Ce genre d’études permet de dire que l’efficacité de notre enseignement n’est pas qu’une question de moyens. Une évaluation de l’organisation de notre système s’impose. Il ne s’agit pas de remettre en cause le travail de nos enseignants, mais de nombreuses études ont montré que la concurrence entre les réseaux nuit à l’efficacité. L’état de nos finances publiques permet-il encore cela? Ne faudrait-il pas des rapprochements? De même, nous avons des niveaux de cotisations sociales élevés, mais on donne beaucoup de subsides aux entreprises: cela a-t-il du sens?
Entre-t-on dans une ère de réformes structurelles importantes?
Bien sûr. Nous avons besoin d’une réforme fiscale ou d’une nouvelle réforme des pensions pour ceux qui entrent dans le marché du travail, car le monde a bien changé depuis les années 1950-1960. De même, la Belgique a besoin d’une politique énergétique et industrielle, faute de quoi on risque de ne plus avoir de croissance, de recettes et de capacité à investir. Nous sommes dans cette équation: la croissance doit être respectueuse du climat et de la planète, mais on doit créer de l’emploi et de la richesse pour répondre à ces défis.
Prend-on suffisamment la mesure de cela?
Nous avons entamé, il y a un an, un autre chantier baptisé “Horizon 2030-2050”. Le but est de pouvoir donner au prochain formateur de gouvernement une vision des partenaires sociaux sur les grandes lignes du modèle économique et industriel de la transition carbone, en sachant que l’on part, en Belgique, d’une économie fortement carbonée et d’une situation qui n’est pas bonne. Les enjeux sont gigantesques.

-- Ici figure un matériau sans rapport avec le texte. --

//! The rule contract
//!
//! A [`Rule`] maps one named property value to a [`ValidationResult`].
//! Rules are `Send + Sync` and are held behind `Arc`, so one configured rule
//! can be shared by any number of property validators.
//!
//! Cross-property rules additionally implement [`PerInstance`]: before
//! evaluation they are specialised against the object that owns the
//! property, which lets them read sibling properties.

use crate::foundation::{Property, ValidationResult};
use std::sync::Arc;

// ============================================================================
// RULE
// ============================================================================

/// Evaluates one property value.
///
/// # Examples
///
/// ```rust
/// use keel_validator::foundation::{Property, Rule, ValidationError, ValidationResult};
///
/// struct Even;
///
/// impl Rule<i32> for Even {
///     fn evaluate(&self, property: &Property<'_, i32>) -> ValidationResult {
///         if property.value() % 2 == 0 {
///             ValidationResult::Success
///         } else {
///             ValidationResult::failure(ValidationError::new(
///                 "even",
///                 format!("{} must be even.", property.name()),
///                 property.name().to_owned(),
///             ))
///         }
///     }
/// }
///
/// assert!(Even.evaluate(&Property::new("Count", &4)).is_success());
/// assert!(Even.evaluate(&Property::new("Count", &3)).is_failure());
/// ```
pub trait Rule<V: ?Sized>: Send + Sync {
    /// Evaluates the rule. A failure must name `property`.
    fn evaluate(&self, property: &Property<'_, V>) -> ValidationResult;
}

impl<V: ?Sized, R: Rule<V> + ?Sized> Rule<V> for &R {
    #[inline]
    fn evaluate(&self, property: &Property<'_, V>) -> ValidationResult {
        (**self).evaluate(property)
    }
}

impl<V: ?Sized, R: Rule<V> + ?Sized> Rule<V> for Box<R> {
    #[inline]
    fn evaluate(&self, property: &Property<'_, V>) -> ValidationResult {
        (**self).evaluate(property)
    }
}

impl<V: ?Sized, R: Rule<V> + ?Sized> Rule<V> for Arc<R> {
    #[inline]
    fn evaluate(&self, property: &Property<'_, V>) -> ValidationResult {
        (**self).evaluate(property)
    }
}

// ============================================================================
// PER-INSTANCE SPECIALISATION
// ============================================================================

/// A rule that must be bound to its owning object before evaluation.
///
/// `T` is the object type and `V` the property value type.
pub trait PerInstance<T: ?Sized, V: ?Sized>: Rule<V> {
    /// Binds the rule to `instance`.
    ///
    /// With no instance the rule returns itself unbound. The result never
    /// mutates `self`.
    fn per_instance<'a>(&'a self, instance: Option<&'a T>) -> Specialized<'a, V>;
}

/// A rule ready for evaluation against one object.
pub enum Specialized<'a, V: ?Sized> {
    /// The original rule, evaluated as is.
    Unbound(&'a dyn Rule<V>),
    /// A transient copy bound to one instance.
    Bound(Box<dyn Rule<V> + 'a>),
}

impl<V: ?Sized> Specialized<'_, V> {
    /// Returns true if the rule was bound to an instance.
    pub fn is_bound(&self) -> bool {
        matches!(self, Self::Bound(_))
    }
}

impl<V: ?Sized> Rule<V> for Specialized<'_, V> {
    fn evaluate(&self, property: &Property<'_, V>) -> ValidationResult {
        match self {
            Self::Unbound(rule) => rule.evaluate(property),
            Self::Bound(rule) => rule.evaluate(property),
        }
    }
}
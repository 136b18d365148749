//! Property values and the capabilities rules need from them
//!
//! Rules never see a concrete field type directly. They see a
//! [`Property`] and ask the value for the one capability they care about:
//!
//! - [`PropertyValue`]: nullability and emptiness (used by `Required` and the
//!   untyped entry point).
//! - [`TextValue`]: a string view (length and pattern rules).
//! - [`SequenceValue`]: an element count (size rules).
//!
//! `Option<T>` models a nullable property throughout: `None` is null.

use std::any::Any;
use std::borrow::Cow;
use std::collections::{BTreeMap, BTreeSet, HashMap, HashSet, VecDeque};
use std::fmt;

// ============================================================================
// PROPERTY
// ============================================================================

/// An immutable `(name, value)` pair handed to a rule.
pub struct Property<'a, V: ?Sized> {
    name: &'a str,
    value: &'a V,
}

impl<'a, V: ?Sized> Property<'a, V> {
    /// Pairs a property name with a borrowed value.
    pub fn new(name: &'a str, value: &'a V) -> Self {
        Self { name, value }
    }

    /// The declared property name.
    pub fn name(&self) -> &'a str {
        self.name
    }

    /// The current value.
    pub fn value(&self) -> &'a V {
        self.value
    }
}

impl<V: ?Sized> Clone for Property<'_, V> {
    fn clone(&self) -> Self {
        *self
    }
}

impl<V: ?Sized> Copy for Property<'_, V> {}

impl<V: fmt::Debug + ?Sized> fmt::Debug for Property<'_, V> {
    fn fmt(&self, f: &mut fmt::Formatter<'_>) -> fmt::Result {
        f.debug_struct("Property")
            .field("name", &self.name)
            .field("value", &self.value)
            .finish()
    }
}

// ============================================================================
// PROPERTY VALUE
// ============================================================================

/// A type that can be declared as a validated property.
///
/// The defaults describe a non-nullable value that is never blank. `Option<T>`
/// overrides them to become the nullable form of `T`, and `String` reports
/// itself blank when empty.
///
/// Implement this (usually with an empty body) for your own value types.
///
/// # Examples
///
/// ```rust
/// use keel_validator::foundation::PropertyValue;
///
/// #[derive(Clone)]
/// struct Money(i64);
///
/// impl PropertyValue for Money {}
///
/// assert!(!Money::NULLABLE);
/// assert!(<Option<Money>>::NULLABLE);
/// ```
pub trait PropertyValue: Any + Clone + Send + Sync {
    /// Whether the type has a null value.
    const NULLABLE: bool = false;

    /// Returns true for the null value.
    fn is_null(&self) -> bool {
        false
    }

    /// Returns true for an empty string.
    fn is_blank(&self) -> bool {
        false
    }

    /// The null value of this type, if it has one.
    fn null() -> Option<Self> {
        None
    }

    /// Recovers a typed value from an untyped one.
    ///
    /// Returns `None` when the run-time type is incompatible.
    fn from_any(value: &dyn Any) -> Option<Cow<'_, Self>> {
        value.downcast_ref::<Self>().map(Cow::Borrowed)
    }
}

impl<T: PropertyValue> PropertyValue for Option<T> {
    const NULLABLE: bool = true;

    fn is_null(&self) -> bool {
        self.is_none()
    }

    fn is_blank(&self) -> bool {
        self.as_ref().is_some_and(PropertyValue::is_blank)
    }

    fn null() -> Option<Self> {
        Some(None)
    }

    /// Accepts either an `Option<T>` or a bare `T`.
    fn from_any(value: &dyn Any) -> Option<Cow<'_, Self>> {
        if let Some(option) = value.downcast_ref::<Self>() {
            return Some(Cow::Borrowed(option));
        }
        T::from_any(value).map(|inner| Cow::Owned(Some(inner.into_owned())))
    }
}

impl PropertyValue for String {
    fn is_blank(&self) -> bool {
        self.is_empty()
    }
}

impl PropertyValue for Box<str> {
    fn is_blank(&self) -> bool {
        self.is_empty()
    }
}

impl PropertyValue for Cow<'static, str> {
    fn is_blank(&self) -> bool {
        self.is_empty()
    }
}

impl PropertyValue for &'static str {
    fn is_blank(&self) -> bool {
        self.is_empty()
    }
}

macro_rules! plain_property_values {
    ($($ty:ty),* $(,)?) => {
        $(impl PropertyValue for $ty {})*
    };
}

plain_property_values!(
    i8, i16, i32, i64, i128, isize, u8, u16, u32, u64, u128, usize, f32, f64, bool, char,
);

impl<T: Clone + Send + Sync + 'static> PropertyValue for Vec<T> {}
impl<T: Clone + Send + Sync + 'static> PropertyValue for VecDeque<T> {}
impl<T: Clone + Send + Sync + 'static> PropertyValue for BTreeSet<T> {}
impl<K, V> PropertyValue for BTreeMap<K, V>
where
    K: Clone + Send + Sync + 'static,
    V: Clone + Send + Sync + 'static,
{
}
impl<T, S> PropertyValue for HashSet<T, S>
where
    T: Clone + Send + Sync + 'static,
    S: Clone + Send + Sync + 'static,
{
}
impl<K, V, S> PropertyValue for HashMap<K, V, S>
where
    K: Clone + Send + Sync + 'static,
    V: Clone + Send + Sync + 'static,
    S: Clone + Send + Sync + 'static,
{
}

// ============================================================================
// TEXT VALUE
// ============================================================================

/// A value with a string view.
///
/// `None` means the value is null; text rules treat null as valid.
pub trait TextValue {
    /// The text, or `None` when null.
    fn as_text(&self) -> Option<&str>;
}

impl TextValue for str {
    #[inline]
    fn as_text(&self) -> Option<&str> {
        Some(self)
    }
}

impl TextValue for String {
    #[inline]
    fn as_text(&self) -> Option<&str> {
        Some(self.as_str())
    }
}

impl TextValue for Box<str> {
    #[inline]
    fn as_text(&self) -> Option<&str> {
        Some(self)
    }
}

impl TextValue for Cow<'_, str> {
    #[inline]
    fn as_text(&self) -> Option<&str> {
        Some(self.as_ref())
    }
}

impl<T: TextValue + ?Sized> TextValue for &T {
    #[inline]
    fn as_text(&self) -> Option<&str> {
        (**self).as_text()
    }
}

impl<T: TextValue> TextValue for Option<T> {
    #[inline]
    fn as_text(&self) -> Option<&str> {
        self.as_ref().and_then(TextValue::as_text)
    }
}

// ============================================================================
// SEQUENCE VALUE
// ============================================================================

/// A value with an element count.
///
/// `None` means the sequence is null; size rules treat null as valid.
pub trait SequenceValue {
    /// The number of elements, or `None` when null.
    fn element_count(&self) -> Option<usize>;
}

macro_rules! sequence_values {
    ($(impl<$($gen:ident),*> for $ty:ty;)*) => {
        $(
            impl<$($gen),*> SequenceValue for $ty {
                #[inline]
                fn element_count(&self) -> Option<usize> {
                    Some(self.len())
                }
            }
        )*
    };
}

sequence_values! {
    impl<T> for [T];
    impl<T> for Vec<T>;
    impl<T> for VecDeque<T>;
    impl<T> for BTreeSet<T>;
    impl<K, V> for BTreeMap<K, V>;
    impl<T, S> for HashSet<T, S>;
    impl<K, V, S> for HashMap<K, V, S>;
}

impl<T, const N: usize> SequenceValue for [T; N] {
    #[inline]
    fn element_count(&self) -> Option<usize> {
        Some(N)
    }
}

impl<S: SequenceValue> SequenceValue for Option<S> {
    #[inline]
    fn element_count(&self) -> Option<usize> {
        self.as_ref().and_then(SequenceValue::element_count)
    }
}

// ============================================================================
// TESTS
// ============================================================================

Cela poserait-il les jalons d’un nouveau pacte social?
C’est un peu tabou de parler d’un nouveau pacte social parce ce que cela fait référence à un acte officiel existant. Mais les enjeux et les choix à faire sont tels que toute la société doit être derrière ce projet. Si les partenaires sociaux parviennent à s’entendre sur ce regard commun, cela pourrait aider le prochain gouvernement. Ce sera d’autant plus utile qu’il risque d’être extrêmement fragmenté, que les partenaires de la future majorité risquent de se neutraliser et ne pas prendre les décisions nécessaires.
“En tant qu’académique, je constate que l’avenir de la Belgique est hypothéqué par ce fédéralisme de coopération qui n’existe pas.”

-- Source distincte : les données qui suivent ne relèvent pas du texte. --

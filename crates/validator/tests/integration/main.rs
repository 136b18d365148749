//! Integration tests for keel-validator.
//!
//! Each module drives the engine through its public surface only.

mod common;

mod cross_property;
mod dispatch;
mod error_container;
mod idempotence;
mod throwing;
mod untyped;
//! Validation state owned by one observable object

use std::fmt;
use std::marker::PhantomData;
use std::sync::Arc;

use crate::aggregator::{ErrorContainer, ErrorEvent};
use crate::context::ValidationContext;
use crate::foundation::ValidationError;
use crate::registry::ValidatorRegistry;

/// Runs the registry for one object and keeps its errors.
///
/// # Examples
///
/// ```rust
/// use std::sync::Arc;
/// use keel_validator::aggregator::ValidationState;
/// use keel_validator::registry::ValidatorRegistry;
/// use keel_validator::rules::required;
///
/// struct Contact {
///     email: String,
/// }
///
/// let registry = Arc::new(ValidatorRegistry::new());
/// registry.for_type::<Contact>().property("Email", |c: &Contact| &c.email)?.apply(required());
///
/// let mut state = ValidationState::new(Arc::clone(&registry));
/// let mut contact = Contact { email: String::new() };
/// assert!(!state.validate_all(&contact));
///
/// contact.email = "a@example.com".to_owned();
/// assert!(state.validate_member(&contact, "Email"));
/// assert!(state.is_valid());
/// # Ok::<(), keel_validator::error::ConfigError>(())
/// ```
pub struct ValidationState<T: ?Sized> {
    registry: Arc<ValidatorRegistry>,
    errors: ErrorContainer,
    _marker: PhantomData<fn(&T)>,
}

impl<T: ?Sized + 'static> ValidationState<T> {
    /// Creates a state with no errors.
    pub fn new(registry: Arc<ValidatorRegistry>) -> Self {
        Self {
            registry,
            errors: ErrorContainer::new(),
            _marker: PhantomData,
        }
    }

    /// Runs a full-object pass and files its results.
    ///
    /// Returns true if `instance` is valid.
    pub fn validate_all(&mut self, instance: &T) -> bool {
        let mut results = Vec::new();
        let valid = self
            .registry
            .try_validate_object(&ValidationContext::new(instance), &mut results);
        self.errors.apply_object_results(results);
        valid
    }

    /// Runs a pass scoped to `member` and files its results under `member`.
    ///
    /// Returns true if the member is valid.
    pub fn validate_member(&mut self, instance: &T, member: &str) -> bool {
        let mut results = Vec::new();
        let ctx = ValidationContext::new(instance).with_member(member);
        let valid = self.registry.try_validate_object(&ctx, &mut results);
        self.errors.apply_property_results(member, results);
        valid
    }

    /// Violations filed under `property`.
    pub fn errors_for(&self, property: &str) -> &[ValidationError] {
        self.errors.errors_for(property)
    }

    /// Returns true if any violation is filed.
    pub fn has_errors(&self) -> bool {
        self.errors.has_errors()
    }

    /// Returns true if no violation is filed.
    pub fn is_valid(&self) -> bool {
        self.errors.is_valid()
    }

    /// The underlying container.
    pub fn errors(&self) -> &ErrorContainer {
        &self.errors
    }

    /// Registers a callback for every change.
    pub fn subscribe(&mut self, subscriber: impl Fn(&ErrorEvent) + Send + Sync + 'static) {
        self.errors.subscribe(subscriber);
    }
}

impl<T: ?Sized> fmt::Debug for ValidationState<T> {
    fn fmt(&self, f: &mut fmt::Formatter<'_>) -> fmt::Result {
        f.debug_struct("ValidationState")
            .field("type", &std::any::type_name::<T>())
            .field("errors", &self.errors)
            .finish_non_exhaustive()
    }
}
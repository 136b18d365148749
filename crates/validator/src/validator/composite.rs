//! Validators the registry synthesises during resolution
//!
//! A [`Projected`] validator runs the rules of a declared type `D` against a
//! requested type `R` by projecting `&R` to `&D`. A [`CompositeValidator`]
//! runs several validators for the same instance type and unions their
//! results.

use std::any::{Any, type_name};
use std::fmt;
use std::sync::Arc;

use crate::foundation::{TypeKey, ValidationError};
use crate::validator::object::ObjectValidate;

pub(crate) type Projection<R, D> = Arc<dyn Fn(&R) -> &D + Send + Sync>;

// ============================================================================
// PROJECTED
// ============================================================================

/// Runs a `D` validator against instances of `R`.
pub struct Projected<R: ?Sized, D: ?Sized> {
    inner: Arc<dyn ObjectValidate<D>>,
    projection: Projection<R, D>,
}

impl<R: ?Sized, D: ?Sized> Projected<R, D> {
    /// Wraps `inner` behind `projection`.
    pub fn new<F>(inner: Arc<dyn ObjectValidate<D>>, projection: F) -> Self
    where
        F: Fn(&R) -> &D + Send + Sync + 'static,
    {
        Self {
            inner,
            projection: Arc::new(projection),
        }
    }

    pub(crate) fn from_shared(inner: Arc<dyn ObjectValidate<D>>, projection: Projection<R, D>) -> Self {
        Self { inner, projection }
    }
}

impl<R: ?Sized, D: ?Sized> Clone for Projected<R, D> {
    fn clone(&self) -> Self {
        Self {
            inner: Arc::clone(&self.inner),
            projection: Arc::clone(&self.projection),
        }
    }
}

impl<R: ?Sized, D: ?Sized> fmt::Debug for Projected<R, D> {
    fn fmt(&self, f: &mut fmt::Formatter<'_>) -> fmt::Result {
        f.debug_struct("Projected")
            .field("requested", &type_name::<R>())
            .field("declared", &self.inner.declared_type())
            .finish()
    }
}

impl<R: ?Sized, D: ?Sized> ObjectValidate<R> for Projected<R, D> {
    fn declared_type(&self) -> TypeKey {
        self.inner.declared_type()
    }

    fn validate_object(&self, instance: &R) -> Vec<ValidationError> {
        self.inner.validate_object((self.projection)(instance))
    }

    fn validate_members(&self, instance: &R, members: &[&str]) -> Vec<ValidationError> {
        self.inner
            .validate_members((self.projection)(instance), members)
    }

    fn validate_property(&self, name: &str, value: Option<&dyn Any>) -> Vec<ValidationError> {
        self.inner.validate_property(name, value)
    }
}

// ============================================================================
// COMPOSITE
// ============================================================================

/// Runs every part and concatenates their violations, part by part.
pub struct CompositeValidator<T: ?Sized> {
    parts: Vec<Arc<dyn ObjectValidate<T>>>,
}

impl<T: ?Sized> CompositeValidator<T> {
    /// Creates a composite over `parts`, run in the given order.
    pub fn new(parts: Vec<Arc<dyn ObjectValidate<T>>>) -> Self {
        Self { parts }
    }

    /// The wrapped validators.
    pub fn parts(&self) -> &[Arc<dyn ObjectValidate<T>>] {
        &self.parts
    }

    /// The number of wrapped validators.
    pub fn len(&self) -> usize {
        self.parts.len()
    }

    /// Returns true if there are no parts.
    pub fn is_empty(&self) -> bool {
        self.parts.is_empty()
    }

    /// Declared types of every part, in run order.
    pub fn declared_types(&self) -> Vec<TypeKey> {
        self.parts.iter().map(|part| part.declared_type()).collect()
    }
}

impl<T: ?Sized> fmt::Debug for CompositeValidator<T> {
    fn fmt(&self, f: &mut fmt::Formatter<'_>) -> fmt::Result {
        f.debug_struct("CompositeValidator")
            .field("requested", &type_name::<T>())
            .field("parts", &self.declared_types())
            .finish()
    }
}

impl<T: ?Sized + 'static> ObjectValidate<T> for CompositeValidator<T> {
    fn declared_type(&self) -> TypeKey {
        TypeKey::of::<T>()
    }

    fn validate_object(&self, instance: &T) -> Vec<ValidationError> {
        self.parts
            .iter()
            .flat_map(|part| part.validate_object(instance))
            .collect()
    }

    fn validate_members(&self, instance: &T, members: &[&str]) -> Vec<ValidationError> {
        self.parts
            .iter()
            .flat_map(|part| part.validate_members(instance, members))
            .collect()
    }

    fn validate_property(&self, name: &str, value: Option<&dyn Any>) -> Vec<ValidationError> {
        self.parts
            .iter()
            .flat_map(|part| part.validate_property(name, value))
            .collect()
    }
}
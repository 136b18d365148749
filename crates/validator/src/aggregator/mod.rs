//! Error aggregation for observable objects
//!
//! [`MultiValueMap`] is the storage, [`ErrorContainer`] adds the filing and
//! notification rules, and [`ValidationState`] drives a container from a
//! [`ValidatorRegistry`](crate::registry::ValidatorRegistry).

pub mod container;
pub mod multimap;
pub mod state;

pub use container::{ErrorContainer, ErrorEvent};
pub use multimap::MultiValueMap;
pub use state::ValidationState;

C’était déjà le cas de la Vivaldi sortante !
Voilà. Mais les derniers sondages illustrent que ce pourrait encore être plus compliqué. Or, il y a des choix à faire qui ne sont pas nécessairement de gauche et de droite, pour lesquels il faut garantir une croissance durable, tout en préservant la cohésion sociale en ne laissant personne au bord du chemin. Cette équation à trois contraintes n’est simple à résoudre, d’autant que nos voisins comme la France avancent dans cette transition industrielle et écologique à grands coups d’argent public.
La concertation sociale fonctionne-t-elle dans ce contexte dantesque? Ce n’est pas toujours l’impression qu’elle donne…

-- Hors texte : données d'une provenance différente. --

//! Basic usage example for keel-validator

use std::sync::Arc;

use keel_validator::prelude::*;
use keel_validator::text_rule;

text_rule! {
    /// Postcodes are five ASCII digits.
    pub Postcode {};
    code: "postcode";
    accept(self, text) { text.len() == 5 && text.bytes().all(|b| b.is_ascii_digit()) }
    message(self, name) { format!("The field {name} must be a five-digit postcode.") }
}

#[derive(Debug)]
struct Signup {
    name: Option<String>,
    email: String,
    postcode: String,
    password: String,
    confirm: String,
    age: i32,
}

fn configure(registry: &ValidatorRegistry) -> Result<(), ConfigError> {
    let signup = registry.for_type::<Signup>();
    signup
        .property("Name", |s: &Signup| &s.name)?
        .apply(required())
        .apply(string_length(2, 40)?);
    signup.property("Email", |s: &Signup| &s.email)?.apply(email());
    signup
        .property("Postcode", |s: &Signup| &s.postcode)?
        .apply(Postcode::new());
    signup
        .property("Password", |s: &Signup| &s.password)?
        .apply(string_length(8, 64)?);
    signup
        .property("Confirm", |s: &Signup| &s.confirm)?
        .apply_per_instance(equal_to("Password", |s: &Signup| &s.password));
    signup.property("Age", |s: &Signup| &s.age)?.apply(range(13, 120)?);
    Ok(())
}

fn main() -> Result<(), ConfigError> {
    tracing_subscriber::fmt()
        .with_env_filter(tracing_subscriber::EnvFilter::from_default_env())
        .init();

    let registry = Arc::new(ValidatorRegistry::new());
    configure(&registry)?;

    let mut state = ValidationState::<Signup>::new(Arc::clone(&registry));
    state.subscribe(|event| println!("  event: {event:?}"));

    let mut signup = Signup {
        name: None,
        email: "ada at example".to_owned(),
        postcode: "1234".to_owned(),
        password: "hunter22".to_owned(),
        confirm: "hunter2".to_owned(),
        age: 9,
    };

    println!("Full pass:");
    state.validate_all(&signup);
    for error in state.errors().errors().iter().flat_map(|(_, errors)| errors) {
        println!("  ✗ {error}");
    }

    println!("\nFixing the email:");
    signup.email = "ada@example.com".to_owned();
    state.validate_member(&signup, "Email");
    println!("  has errors: {}", state.has_errors());

    let ctx = ValidationContext::new(&signup).with_member("Age");
    match registry.validate_property(&ctx, Some(&200_i32)) {
        Ok(()) => println!("\n200 is a valid age"),
        Err(error) => println!("\n200 is not a valid age: {error}"),
    }

    Ok(())
}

La première étape, c’est de s’entendre sur le constat qu’il est nécessaire d’agir. Plus personne ne le remet en cause. En ce qui concerne les réformes à mener, certains mots sont davantage tabous pour un banc plutôt que pour un autre, mais il faut apprendre à contourner les obstacles. Il faut évidemment protéger les travailleurs les plus fragiles, comme il convient de se soucier des PME n’ayant pas les moyens de faire face à la transition. Mais le débat est sur la table et extrêmement positif.
Le cadre européen est-il adéquat, avec ces nouvelles règles budgétaires et la perspective d’un pacte pour la compétitivité?
Nous sommes tous conscients que la Belgique doit tenir compte de ces règles. Nos politiques belges doivent s’intégrer dans ce cadre ou lancer le débat pour les adapter si on ne les approuve pas, via les partenaires sociaux européens. En termes climatiques, nous partons évidemment des objectifs européens, de la même manière que l’on s’intègre dans la politique industrielle. L’économie belge a intérêt à rester dans ces chaînes de valeur. Même en pharma, où nous faisons partie des leaders mondiaux, on ne maîtrise pas toute la chaîne. L’Europe doit aussi nous permettre d’éviter ce que la France et l’Allemagne essaient de faire: profiter des aides d’Etat pour tenter de ramener des activités chez eux.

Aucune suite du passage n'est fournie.